Patients were excluded if they were receiving immune modulators (including imiquimod) or were recently treated for a viral or bacterial infection. Patients with cardiovascular, hematologic, hepatic, neurologic, renal, endocrine, vascular, or gastrointestinal conditions were also excluded.
* STUDY DESIGN AND VALIDITY
The study was a randomized, double-blind, vehicle-controlled clinical trial. Histopathologic diagnosis was confirmed in 36 enrollees. The imiquimod group had 25 patients, while the vehicle cream control group had 11 patients. Masking of patients, physicians, and outcome assessors was appropriate, as was allocation concealment.
Each patient applied the cream 3 times per week for 12 weeks. The cream was left on for 8 hours at a time. Patients were assessed at 2, 3, 6, 9, 12, and 14 weeks. Enrollees were also evaluated 1 year after treatment. Among patients with severe reactions, application was reduced to 1 or 2 times per week. Rest periods were also allowed.
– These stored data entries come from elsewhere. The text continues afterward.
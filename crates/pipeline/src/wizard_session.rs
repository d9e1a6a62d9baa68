//! The import wizard behind its async transitions.
//!
//! [`ImportWizard`] owns a [`WizardState`] and runs the slow steps (building
//! the preview, committing) around it. The state lock is never held across
//! an await. While an async transition runs the state is marked busy and a
//! second attempt returns `Ok(false)` without doing anything.

use std::sync::{Arc, Mutex, MutexGuard, PoisonError};

use leadimport_core::duplicate_detection::MAX_LOOKUP_BATCH;
use leadimport_core::error::CoreError;
use leadimport_core::import_wizard::{WizardAction, WizardState};
use leadimport_core::importer::{CommitRequest, ImportResultsSummary};
use leadimport_core::lead_store::LeadStore;
use leadimport_core::mapping::{auto_map_columns, DEFAULT_AUTO_MAP_THRESHOLD};
use leadimport_core::parser::{parse_upload, ParseOptions};
use leadimport_core::progress::ImportProgress;
use tokio_util::sync::CancellationToken;

use crate::commit::{run_commit, submit_import, CommitOptions};
use crate::error::ImportError;
use crate::preview::build_preview;
use crate::progress::ProgressSink;

#[derive(Debug, Clone)]
pub struct WizardSettings {
    pub parse: ParseOptions,
    pub auto_map_threshold: f64,
    pub lookup_batch_size: usize,
    pub commit: CommitOptions,
}

impl Default for WizardSettings {
    fn default() -> Self {
        Self {
            parse: ParseOptions::default(),
            auto_map_threshold: DEFAULT_AUTO_MAP_THRESHOLD,
            lookup_batch_size: MAX_LOOKUP_BATCH,
            commit: CommitOptions::default(),
        }
    }
}

pub struct ImportWizard {
    store: Arc<dyn LeadStore>,
    settings: WizardSettings,
    state: Mutex<WizardState>,
}

impl ImportWizard {
    pub fn new(store: Arc<dyn LeadStore>, settings: WizardSettings) -> Self {
        Self {
            store,
            settings,
            state: Mutex::new(WizardState::new()),
        }
    }

    fn lock(&self) -> MutexGuard<'_, WizardState> {
        self.state.lock().unwrap_or_else(PoisonError::into_inner)
    }

    /// A copy of the current state.
    pub fn state(&self) -> WizardState {
        self.lock().clone()
    }

    pub fn dispatch(&self, action: WizardAction) -> Result<(), CoreError> {
        self.lock().dispatch(action)
    }

    /// Parse an uploaded file and propose column mappings.
    pub fn load_file(&self, file_name: &str, bytes: &[u8]) -> Result<(), ImportError> {
        let file = parse_upload(file_name, bytes, &self.settings.parse)?;
        let mappings = auto_map_columns(&file.headers, &file.rows, self.settings.auto_map_threshold);
        tracing::info!(
            file_name,
            rows = file.total_rows(),
            columns = file.headers.len(),
            "Import file loaded",
        );
        self.dispatch(WizardAction::FileLoaded { file, mappings })?;
        Ok(())
    }

    /// Validate every row and look for duplicates, then move to preview.
    ///
    /// A failing database lookup only leaves a warning on the preview.
    pub async fn advance_to_preview(&self) -> Result<bool, ImportError> {
        let (file, mappings, config) = {
            let mut state = self.lock();
            if state.is_processing {
                return Ok(false);
            }
            state.dispatch(WizardAction::BeginPreview)?;
            match state.parsed_file.clone() {
                Some(file) => (file, state.mappings.clone(), state.duplicate_config.clone()),
                None => {
                    let message = "Upload a file first".to_string();
                    state.dispatch(WizardAction::OperationFailed(message.clone()))?;
                    return Err(CoreError::Validation(message).into());
                }
            }
        };

        let preview = build_preview(
            self.store.as_ref(),
            &file.rows,
            &mappings,
            &config,
            self.settings.lookup_batch_size,
        )
        .await;

        self.dispatch(WizardAction::PreviewReady(preview))?;
        Ok(true)
    }

    /// Submit the reviewed rows and run the commit to the end.
    pub async fn start_import(&self, cancel: CancellationToken) -> Result<bool, ImportError> {
        let request = {
            let mut state = self.lock();
            if state.is_processing {
                return Ok(false);
            }
            state.dispatch(WizardAction::BeginImport)?;
            match state.build_commit_request() {
                Ok(request) => request,
                Err(e) => {
                    state.dispatch(WizardAction::OperationFailed(e.to_string()))?;
                    return Err(e.into());
                }
            }
        };

        let result = self.commit(request, cancel).await;
        match result {
            Ok(summary) => {
                self.dispatch(WizardAction::ImportFinished(summary))?;
                Ok(true)
            }
            Err(e) => {
                self.dispatch(WizardAction::OperationFailed(e.to_string()))?;
                Err(e)
            }
        }
    }

    async fn commit(
        &self,
        request: CommitRequest,
        cancel: CancellationToken,
    ) -> Result<ImportResultsSummary, ImportError> {
        let submitted = submit_import(self.store.as_ref(), request).await?;
        self.dispatch(WizardAction::ImportStarted {
            job_id: submitted.job.id,
        })?;

        let sink = |progress: &ImportProgress| {
            // Progress only lands while the import step is showing.
            let _ = self.lock().dispatch(WizardAction::ProgressUpdated(progress.clone()));
        };
        run_commit(
            self.store.as_ref(),
            submitted.job.id,
            self.settings.commit,
            &sink as &dyn ProgressSink,
            &cancel,
        )
        .await
    }
}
Analysis was by per-protocol basis rather than by intention-to-treat, so only 36 of 52 patients were included in the final results. Some were excluded for misdiagnosis, and 2 each from the control and treatment group were excluded for noncompliance (the reasons were not given). Despite lack of intention-to-treat analysis, this study would have likely been statistically significant had all potential enrollees been included.
* OUTCOMES MEASURED
The number and appearance of lesions were evaluated during and after treatment. Clinical clearance was confirmed by histopathology. All adverse reactions were recorded.
* RESULTS
Twenty-one participants (84%) of the treatment group experienced complete clinical and histological clearance; 2 additional participants (8%) had partial clearance. Among the 11 control group patients, there was no reduction in the size or number of lesions.
Recurrence of actinic keratosis was observed in 2 patients (10%) 1 year after treatment. Adverse effects were seen in almost all treated patients. Severe erythema was noted in more than 80% of patients. Even after treatment at 14 weeks, about half the participants had persistent erythema.
A majority of patients also experienced moderate erosions, flaking, ulcerations, and scabbing. In the treatment group, 18 patients reduced treatment frequency to 1 or 2 times per week for varying lengths of time because of adverse effects.